Изменить стиль страницы

Слово «иначе» прозвучало с таким ударением, что Сталин поднял брови. Поглядев на жестокое лицо нового начальника политической полиции, он одобрительно кивнул головой. Этот, действительно, найдет и достанет. С жилами все вытянет…

— Ладно. Доставай. Между прочим, я тебе настоятельно рекомендую несколько усилить информационную сеть (Сталин не захотел сказать «слежку») вокруг руководителей армии… Так, на всякий противопожарный случай.

Умные темные глаза Ежова с напряженным вниманием впились в непроницаемое лицо Сталина. Он только что в кабинете секретаря встретил Тухачевского, который сухо и холодно, даже с каким-то барским пренебрежением, поздоровался с ним. Неужели и здесь что-то начинается?

— Хорошо, — коротко ответил он. — И… маршалов тоже? Сталин, не глядя, кивнул головой.

— Тухачевского? — совсем тихо спросил Ежов, не отрывая пристального взгляда от лица хозяина. Тот не ответил прямо, а изменил тему разговора

— Кстати, чтобы не забыть: твоя служба охраны на высоте?

— Конечно. А почему ты спрашиваешь?

— Да я, видишь ли, сегодня, пожалуй, пошел бы в театр. В МХАТ'е «Дни Турбиных» идут. Говорят — свежо и ново. А я давно уже не развлекался. Так ты ручаешься?

Ежов секунду помолчал.

— Да. Иди. Я сам лично присмотрю за всем.

— Хорошо. А для медицинского осмотра все готово?

— Все, Иосиф. Только профессор-то наш шибко капризный. На осмотре можно ждать от него всяких глупостей.

— Ну, ладно, ладно, — успокоительно усмехнулся Сталин. — Если старые профессора дурака валяют, — это ничего. А вот если молодые неучи — это, брат, мно-о-о-го опаснее!..

Глава 6

Сердце Сталина

Знаменитый венский профессор-кардиолог Аппингер был резко недоволен. Если бы не совершенно баснословный гонорар за простой осмотр и диагноз — он никогда бы не согласился на поставленные ему унизительные условия. А условия были действительно очень странными: советский полпред предложил ему вылететь в Москву на один только день к нескольким важным пациентам, имен которых ему сообщено не было. Профессор обязывался:

1. Не задавать пациентам никаких вопросов и получать нужные справки только у сопровождающего врача.

2. Не разговаривать ни с кем, кроме приставленных к нему официальных представителей.

3. Хранить в тайне результаты осмотра.

4. Беспрекословно подчиняться общим распоряжениям, принятым в Москве.

Похоже было, что его приглашают к каким-то важным заключенным. Профессор читал газеты и с большим интересом отнесся к догадкам журналистов, что «добровольные признания» политических обвиняемых достигаются в Москве применением специальных лекарств. Возможно, что злоупотребление этими препаратами вызвало у кого-нибудь опасные сердечные явления и этим объясняется срочная необходимость в его диагнозе.

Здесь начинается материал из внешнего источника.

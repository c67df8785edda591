//! The image transform seam.

use std::path::Path;

use crate::error::TransformError;

/// Produces a transformed copy of one image file.
///
/// Callers guarantee that `source` is an existing regular file and that the
/// parent directory of `destination` exists.
pub trait ImageTransform: Send + Sync {
    fn transform(&self, source: &Path, destination: &Path) -> Result<(), TransformError>;
}

impl<F> ImageTransform for F
where
    F: Fn(&Path, &Path) -> Result<(), TransformError> + Send + Sync,
{
    fn transform(&self, source: &Path, destination: &Path) -> Result<(), TransformError> {
        self(source, destination)
    }
}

Прилетев вечером в Москву, профессор был не прочь утром осмотреть красную столицу, но ему в этом было очень вежливо отказано. Прибывший к нему для сопровождения к больным профессор Плетнев, старый русский ученый, говоривший по-немецки, и какой-то изысканно одетый, вылощенный чиновник с острыми глазами, после завтрака повезли раздраженного немца в Кремль. Профессор узнал Кремль сразу, даже сквозь поднятое стекло шикарной машины. Там, в кабинете коменданта, какой-то низкорослый, широкоплечий человек, избегая смотреть на самого профессора, тщательно осмотрел его чемоданчик с врачебными инструментами. Потом маленький лысый профессор надел свой халат и, блестя громадными очками и высоким лысым лбом, направился по темному коридору дальше в здание Кремля. Неожиданно где-то раздался странный звонок и знатному гостю было предложено вернуться. В кабинете коменданта чиновник с чрезвычайной корректностью попросил профессора оставить здесь все имеющиеся у него металлические вещи.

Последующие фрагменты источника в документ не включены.